Además, era sabido que durante un buen tiempo se había convertido en un alcohólico, aunque en la entrevista solo se tomó una Coca Cola. En esa época, que fue al final de su carrera y de su vida (murió en 1966) vivía haciendo comerciales para la televisión.
Le pregunté su opinión sobre Cantinflas, los había visto trabajar juntos en Alrededor del mundo en 80 días, y me respondió que tenía una mala opinión del cómico mexicano. Me confesó que lo consideraba un actor exagerado, externo. Que dependía mucho de la palabra. No creía que había hecho bien el personaje de Paspartout, que no sabía por qué el director lo había escogido.“Quizás fue porque dicen que puso una buena cantidad de dinero para el presupuesto de la película.”

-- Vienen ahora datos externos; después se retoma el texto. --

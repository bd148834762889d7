//! Asset resolution.
//!
//! Commands target exactly one asset. [`AssetResolver`] picks it from the
//! `--asset` argument or the stored default, asking the external inventory
//! tool through [`AssetLookup`] whenever only a name is known.

use crate::{
    configuration::{Configuration, DefaultAsset, APP_NAME},
    error::FactError,
};
use std::process::Command;
use thiserror::Error;
use tracing::{debug, error, trace};

/// Exit status the inventory tool uses for "no asset by that name".
pub const NOT_FOUND_EXIT_CODE: i32 = 21;
/// Zero-based column of the asset identifier in the tool's tab-separated output.
pub const ASSET_ID_FIELD: usize = 5;

#[derive(Debug, Error)]
pub enum LookupError {
    #[error("Could not find asset: {name}")]
    NotFound { name: String },
    #[error("The asset lookup failed: {command}\n{detail}")]
    Internal { command: String, detail: String },
}

/// Maps an asset name onto its identifier.
pub trait AssetLookup {
    fn lookup(&self, name: &str) -> Result<String, LookupError>;

    /// The command line a user can run to reproduce the lookup.
    fn describe(&self, name: &str) -> String;
}

/// Runs `<asset_command> show <name>` without going through a shell.
#[derive(Debug, Clone)]
pub struct CommandLookup {
    program: String,
    args: Vec<String>,
}

impl CommandLookup {
    pub fn new(asset_command: &str) -> Self {
        let mut words = asset_command.split_whitespace().map(str::to_string);
        let program = words.next().unwrap_or_default();
        Self {
            program,
            args: words.collect(),
        }
    }

    pub fn from_configuration(configuration: &Configuration) -> Self {
        Self::new(configuration.asset_command())
    }
}

impl AssetLookup for CommandLookup {
    fn lookup(&self, name: &str) -> Result<String, LookupError> {
        let command_line = self.describe(name);
        let internal = |detail: String| LookupError::Internal {
            command: command_line.clone(),
            detail,
        };

        if self.program.is_empty() {
            return Err(internal("asset_command is empty".to_string()));
        }

        debug!("Resolving asset: {}", command_line);
        let output = Command::new(&self.program)
            .args(&self.args)
            .arg("show")
            .arg(name)
            .output()
            .map_err(|e| internal(e.to_string()))?;

        let stdout = String::from_utf8_lossy(&output.stdout);
        let stderr = String::from_utf8_lossy(&output.stderr);

        match output.status.code() {
            Some(0) => {
                trace!("Lookup output: {}", stdout);
                parse_asset_id(&stdout).ok_or_else(|| {
                    internal(format!(
                        "unexpected output, expected an identifier in column {}",
                        ASSET_ID_FIELD + 1
                    ))
                })
            }
            Some(NOT_FOUND_EXIT_CODE) => Err(LookupError::NotFound {
                name: name.to_string(),
            }),
            status => {
                debug!("Lookup stdout: {}", stdout);
                error!("Lookup stderr: {}", stderr);
                let status = match status {
                    Some(code) => format!("exit status {}", code),
                    None => "terminated by signal".to_string(),
                };
                Err(internal(status))
            }
        }
    }

    fn describe(&self, name: &str) -> String {
        let mut words = vec![self.program.clone()];
        words.extend(self.args.iter().cloned());
        words.push("show".to_string());
        words.push(quote(name));
        words.join(" ")
    }
}

/// Reads the identifier out of the first line of the tool's output.
pub fn parse_asset_id(stdout: &str) -> Option<String> {
    stdout
        .lines()
        .next()
        .and_then(|line| line.split('\t').nth(ASSET_ID_FIELD))
        .map(str::trim)
        .filter(|id| !id.is_empty())
        .map(str::to_string)
}

fn quote(word: &str) -> String {
    if !word.is_empty()
        && word
            .chars()
            .all(|c| c.is_ascii_alphanumeric() || "-_./:@".contains(c))
    {
        word.to_string()
    } else {
        format!("'{}'", word.replace('\'', r"'\''"))
    }
}

/// Decides which asset identifier a command operates on.
pub struct AssetResolver<'a> {
    configuration: &'a Configuration,
    lookup: &'a dyn AssetLookup,
}

impl<'a> AssetResolver<'a> {
    pub fn new(configuration: &'a Configuration, lookup: &'a dyn AssetLookup) -> Self {
        Self {
            configuration,
            lookup,
        }
    }

    /// An explicit name always wins and never falls back to the stored default.
    pub fn resolve(&self, explicit: Option<&str>) -> Result<String, FactError> {
        if let Some(name) = explicit {
            return Ok(self.lookup.lookup(name)?);
        }

        match self.configuration.default_asset() {
            DefaultAsset::PendingName(name) => self.lookup.lookup(name).map_err(|e| {
                FactError::internal_with(
                    format!(
                        "The default asset '{}' could not be resolved. Please re-run: {} configure",
                        name, APP_NAME
                    ),
                    e,
                )
            }),
            DefaultAsset::ExplicitId(id) => Ok(id.clone()),
            DefaultAsset::NoDefault => Err(FactError::InputError(format!(
                "This installation has not been configured with a default asset.\n\
                 Please provide the asset with: --asset NAME\n\
                 Alternatively set a default with: {} configure",
                APP_NAME
            ))),
        }
    }
}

El comentario era rencoroso, de mala fe. Por eso le dije que en los países de habla hispana Cantinflas era considerado un gran cómico, que hasta habían inventado una palabra aceptada por el diccionario “cantinflismo”. Y ese hombre que no sonreía fácilmente dijo con una sonrisa sardónica: “Quizás entre ustedes resulte gracioso, ustedes tienen otro sentido del humor.”

Era como para haber seguido la discusión hacia otros limites, pero en una entrevista colectiva no cabía más que dejarlo con su resentimiento. Buster Keaton había sido para mí un maravilloso recuerdo de la infancia. Una de esas imágenes preciosas que uno conserva toda la vida. Son quizás recuerdos idealizados, ingenuos, y verdaderos que uno quiere y debe conservar.Un ídolo roto, mantenido desde la infancia, es algo muy doloroso. Esa es una de las ingratitudes que puede tener el trabajo periodístico en algunas ocasiones.